Sin embargo, todos los aciertos formales y de ritmo logrados por Howard se ven empañados de una cierta desconexión interna habitual, por otro lado, en las adaptaciones de extensos best-sellers. Condensar más de quinientas páginas en dos horas y media hace que, por ejemplo, la figura del obispo Aringarosa quede lamentablemente desdibujada, al igual que la presencia de Bezu Fache, constante y amenazante a lo largo de la novela y aquí meramente testimonial. Aun así, no parece que la culpa sea de Goldsman o Howard. Para que dichos errores quedaran plenamente subsanados, el film debería haberse disparado en minutaje y haber atenuado su propio ritmo, algo muy peligroso para los intereses comerciales de la cinta.
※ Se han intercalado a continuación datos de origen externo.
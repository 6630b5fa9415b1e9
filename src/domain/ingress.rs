//! # Swarm Ingress Config
//!
//! Validates the `plugins.swarm` table that enables the local trigger inbox.

use serde_yaml::Value;
use std::collections::BTreeMap;
use std::path::{Path, PathBuf};
use std::time::Duration;

use crate::domain::config::ConfigError;
use crate::domain::paths;

pub const SWARM_PLUGIN_ID: &str = "swarm";
pub const DEFAULT_POLL_INTERVAL_S: f64 = 0.35;
pub const MAX_POLL_INTERVAL_S: f64 = 3600.0;

#[derive(Debug, Clone, PartialEq)]
pub struct SwarmIngressConfig {
    pub inbox_path: PathBuf,
    pub poll_interval_s: f64,
}

impl SwarmIngressConfig {
    pub fn poll_interval(&self) -> Duration {
        Duration::try_from_secs_f64(self.poll_interval_s)
            .unwrap_or_else(|_| Duration::from_secs_f64(DEFAULT_POLL_INTERVAL_S))
    }
}

fn invalid(key: &str, config_path: &Path, expected: &str) -> ConfigError {
    ConfigError::Invalid(format!(
        "Invalid `plugins.{}.{}` in {}; {}",
        SWARM_PLUGIN_ID,
        key,
        config_path.display(),
        expected
    ))
}

fn resolve_inbox_path(value: Option<&Value>, config_path: &Path) -> Result<PathBuf, ConfigError> {
    match value {
        None | Some(Value::Null) => Ok(paths::default_inbox_path(config_path)),
        Some(Value::String(raw)) if !raw.trim().is_empty() => Ok(paths::resolve_config_relative(
            raw,
            &paths::config_dir(config_path),
        )),
        Some(_) => Err(invalid(
            "inbox_path",
            config_path,
            "expected a non-empty string.",
        )),
    }
}

fn resolve_poll_interval(value: Option<&Value>, config_path: &Path) -> Result<f64, ConfigError> {
    let interval = match value {
        None | Some(Value::Null) => return Ok(DEFAULT_POLL_INTERVAL_S),
        Some(Value::Number(n)) => n
            .as_f64()
            .ok_or_else(|| invalid("poll_interval_s", config_path, "expected a number."))?,
        Some(_) => {
            return Err(invalid(
                "poll_interval_s",
                config_path,
                "expected a number.",
            ));
        }
    };
    if !interval.is_finite() || interval <= 0.0 {
        return Err(invalid(
            "poll_interval_s",
            config_path,
            "expected a value > 0.",
        ));
    }
    if interval > MAX_POLL_INTERVAL_S {
        return Err(invalid(
            "poll_interval_s",
            config_path,
            &format!("expected at most {} seconds.", MAX_POLL_INTERVAL_S),
        ));
    }
    Ok(interval)
}

/// Parses one `plugins.swarm` table. `None` means ingress is disabled.
pub fn parse_swarm_ingress_config(
    raw: Option<&Value>,
    config_path: &Path,
) -> Result<Option<SwarmIngressConfig>, ConfigError> {
    let Some(raw) = raw else {
        return Ok(None);
    };
    let Value::Mapping(table) = raw else {
        return Err(ConfigError::Invalid(format!(
            "Invalid `plugins.{}` in {}; expected a table.",
            SWARM_PLUGIN_ID,
            config_path.display()
        )));
    };

    let enabled = match table.get("enabled") {
        None | Some(Value::Null) => false,
        Some(Value::Bool(b)) => *b,
        Some(_) => return Err(invalid("enabled", config_path, "expected true/false.")),
    };
    if !enabled {
        return Ok(None);
    }

    let inbox_path = resolve_inbox_path(table.get("inbox_path"), config_path)?;
    let poll_interval_s = resolve_poll_interval(table.get("poll_interval_s"), config_path)?;
    Ok(Some(SwarmIngressConfig {
        inbox_path,
        poll_interval_s,
    }))
}

/// Picks the swarm table out of the plugin configs.
pub fn resolve_swarm_ingress_config_from_plugins(
    plugins: &BTreeMap<String, Value>,
    config_path: &Path,
) -> Result<Option<SwarmIngressConfig>, ConfigError> {
    match plugins.get(SWARM_PLUGIN_ID) {
        None | Some(Value::Null) => Ok(None),
        Some(raw) => parse_swarm_ingress_config(Some(raw), config_path),
    }
}
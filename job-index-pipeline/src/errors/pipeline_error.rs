//! Pipeline error types.

use thiserror::Error;

use crate::commit::CommitPhase;
use job_index_repository::SearchError;
use job_index_shared::ParseIndustryError;
use job_index_store::StoreError;

/// A CSV row that could not be normalized into a job.
///
/// Row numbers count data rows from 1, excluding the header.
#[derive(Error, Debug, Clone, PartialEq)]
pub enum RowParseError {
    /// A required column is absent or blank.
    #[error("Row {row}: missing required column {column:?}")]
    MissingField { row: u64, column: &'static str },

    /// The industry column does not name a known industry.
    #[error("Row {row}: {error}")]
    UnknownIndustry { row: u64, error: ParseIndustryError },

    /// The CSV record itself could not be read.
    #[error("Row {row}: unreadable record: {message}")]
    Malformed { row: u64, message: String },
}

impl RowParseError {
    /// Create a missing field error.
    pub fn missing_field(row: u64, column: &'static str) -> Self {
        Self::MissingField { row, column }
    }

    /// Create a malformed record error.
    pub fn malformed(row: u64, message: impl Into<String>) -> Self {
        Self::Malformed {
            row,
            message: message.into(),
        }
    }

    /// The data row the error refers to.
    pub fn row(&self) -> u64 {
        match self {
            Self::MissingField { row, .. }
            | Self::UnknownIndustry { row, .. }
            | Self::Malformed { row, .. } => *row,
        }
    }
}

/// Errors that can occur in the job index pipeline.
#[derive(Error, Debug)]
pub enum PipelineError {
    /// A malformed row under the abort policy.
    #[error("Row parse error: {0}")]
    RowParse(#[from] RowParseError),

    /// The CSV source could not be opened or its header read.
    #[error("CSV error: {0}")]
    Csv(#[from] csv::Error),

    #[error("IO error: {0}")]
    Io(#[from] std::io::Error),

    /// A commit batch failed. Phases before `phase` stay committed.
    #[error("Store write failed in {phase} phase ({phases_completed} phases completed): {source}")]
    StoreWrite {
        phase: CommitPhase,
        phases_completed: usize,
        #[source]
        source: StoreError,
    },

    /// A search index write failed or reported item failures.
    #[error("Index write error: {0}")]
    IndexWrite(String),

    /// An index rebuild stopped part way. Chunks sent before the failure
    /// stay indexed.
    #[error("Index rebuild failed after {chunks_sent} chunks ({documents_indexed} documents indexed): {source}")]
    RebuildFailed {
        chunks_sent: usize,
        documents_indexed: usize,
        #[source]
        source: Box<PipelineError>,
    },

    /// Cancellation was requested. Work stops at a batch boundary, so every
    /// batch counted in `batches_completed` was fully written.
    #[error("Interrupted during {stage} after {batches_completed} batches")]
    Interrupted {
        stage: String,
        batches_completed: usize,
    },

    /// Error from the relational store outside of a commit phase.
    #[error("Store error: {0}")]
    Store(#[from] StoreError),

    /// Error from the search engine.
    #[error("Search error: {0}")]
    Search(#[from] SearchError),

    /// Invalid pipeline configuration.
    #[error("Configuration error: {0}")]
    Config(String),
}

impl PipelineError {
    /// Create an index write error.
    pub fn index_write(msg: impl Into<String>) -> Self {
        Self::IndexWrite(msg.into())
    }

    /// Create a configuration error.
    pub fn config(msg: impl Into<String>) -> Self {
        Self::Config(msg.into())
    }

    /// Create an interruption error for a stage of the run.
    pub fn interrupted(stage: impl Into<String>, batches_completed: usize) -> Self {
        Self::Interrupted {
            stage: stage.into(),
            batches_completed,
        }
    }

    /// Wrap a failure from inside an index rebuild with its progress.
    pub fn rebuild_failed(chunks_sent: usize, documents_indexed: usize, source: PipelineError) -> Self {
        Self::RebuildFailed {
            chunks_sent,
            documents_indexed,
            source: Box::new(source),
        }
    }

    /// Create a store write error for a commit phase.
    pub fn store_write(phase: CommitPhase, source: StoreError) -> Self {
        Self::StoreWrite {
            phase,
            phases_completed: phase.completed_before(),
            source,
        }
    }
}
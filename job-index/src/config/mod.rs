//! Configuration and dependency wiring for the job index binary.

mod dependencies;
mod settings;

pub use dependencies::Dependencies;
pub(crate) use settings::parse_batch_size;
pub use settings::{
    Settings, DEFAULT_BATCH_SIZE, DEFAULT_DATABASE_URL, DEFAULT_INDEX_NAME,
    DEFAULT_OPENSEARCH_URL,
};
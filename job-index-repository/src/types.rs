//! Request and response types for search index operations.

use serde_json::Value;

use crate::errors::SearchError;
use job_index_shared::JobDocument;

/// One document write inside a bulk request.
///
/// Carries upsert semantics: a document with the same id is replaced.
#[derive(Debug, Clone, PartialEq)]
pub struct IndexOperation {
    /// The document id in the index.
    pub document_id: String,
    /// The document body.
    pub document: Value,
}

impl IndexOperation {
    /// Build the index operation for a job document.
    pub fn from_document(document: &JobDocument) -> Result<Self, SearchError> {
        let body = serde_json::to_value(document)
            .map_err(|e| SearchError::serialization(e.to_string()))?;

        Ok(Self {
            document_id: document.document_id(),
            document: body,
        })
    }
}

/// A single hit as returned by the search engine, before domain mapping.
#[derive(Debug, Clone, PartialEq)]
pub struct RawHit {
    /// The engine's internal document identifier.
    pub id: Option<String>,
    /// Relevance score; absent when sorting by a field.
    pub score: Option<f64>,
    /// The stored document body.
    pub source: Value,
}

/// Raw search results with the engine-reported match count.
#[derive(Debug, Clone, PartialEq, Default)]
pub struct RawSearchResponse {
    pub hits: Vec<RawHit>,
    /// Exact number of matching documents across all pages.
    pub total: u64,
}

/// Result of a batch operation for a single item.
///
/// This struct represents the outcome of a single operation within a batch.
/// It indicates whether the operation succeeded and includes error details if
/// it failed.
#[derive(Debug, Clone)]
pub struct BatchOperationResult {
    /// The document id the operation targeted.
    pub document_id: String,
    /// Whether the operation succeeded.
    pub success: bool,
    /// Error reported by the engine if the operation failed.
    pub error: Option<String>,
}

/// Summary of a batch operation containing aggregate statistics and individual results.
///
/// This struct provides a complete overview of a bulk operation, including the total
/// number of items processed, how many succeeded and failed, and detailed results for
/// each individual item. This allows callers to handle partial failures gracefully.
#[derive(Debug, Clone, Default)]
pub struct BatchOperationSummary {
    /// Total number of items in the batch.
    pub total: usize,
    /// Number of successful operations.
    pub succeeded: usize,
    /// Number of failed operations.
    pub failed: usize,
    /// Individual results for each item.
    pub results: Vec<BatchOperationResult>,
}

impl BatchOperationSummary {
    /// Build a summary from per-item results.
    pub fn from_results(results: Vec<BatchOperationResult>) -> Self {
        let succeeded = results.iter().filter(|r| r.success).count();
        Self {
            total: results.len(),
            succeeded,
            failed: results.len() - succeeded,
            results,
        }
    }

    /// Ids of the documents that failed, in request order.
    pub fn failed_ids(&self) -> Vec<&str> {
        self.results
            .iter()
            .filter(|r| !r.success)
            .map(|r| r.document_id.as_str())
            .collect()
    }
}

#[cfg(test)]
mod tests {
    use super::*;
    use job_index_shared::{Industry, SkillRef};

    #[test]
    fn test_index_operation_from_document() {
        let doc = JobDocument {
            id: 42,
            title: "Nurse".to_string(),
            company: "Clinic".to_string(),
            location: "Oslo".to_string(),
            experience_level: "Senior".to_string(),
            salary: 70_000,
            industry: Industry::Healthcare,
            skills: vec![SkillRef { skill_id: 9, name: "Triage".to_string() }],
        };

        let op = IndexOperation::from_document(&doc).unwrap();

        assert_eq!(op.document_id, "42");
        assert_eq!(op.document["id"], 42);
        assert_eq!(op.document["skills"][0]["name"], "Triage");
    }

    #[test]
    fn test_summary_from_results() {
        let summary = BatchOperationSummary::from_results(vec![
            BatchOperationResult { document_id: "1".to_string(), success: true, error: None },
            BatchOperationResult {
                document_id: "2".to_string(),
                success: false,
                error: Some("mapper_parsing_exception".to_string()),
            },
        ]);

        assert_eq!(summary.total, 2);
        assert_eq!(summary.succeeded, 1);
        assert_eq!(summary.failed, 1);
        assert_eq!(summary.failed_ids(), vec!["2"]);
    }
}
Con todo lo positivo y lo negativo, El código Da Vinci es una buena película. Una pieza realizada en el momento exacto, oportunista como pocas, y plenamente satisfactoria para quienes, como un servidor, sólo esperaban un buen espectáculo, alejado del cine de autor y de mamotretos teológicos.

Por Joaquín Vallet R.
cartel

EEUU. 2006. TO: The Da Vinci Code. Director: Ron Howard. Producción: John Calley, Brian Grazer, Kathleen McGill, Louisa Velis. Producción ejecutiva: Dan Brown, Todd Hallowell. Guión: Akiva Goldsman, sobre la novela de Dan Brown. Música: Hans Zimmer. Fotografía: Salvatore Totino. Montaje: Daniel P. Hanley, Mike Hill. Dirección Artística: Allan Cameron, Richard Roberts. Vestuario: Daniel Orlandi. Duración: 149 minutos. Intérpretes: Tom Hanks (Robert Langdon), Audrey Tatou (Sophie Neveu), Ian McKellen (Sir Leigh Tebing), Jean Reno (Capitán Fache), Paul Bettany (Silas), Alfred Molina (Obispo Aringarosa), Jürgen Prochnow (André Vernet).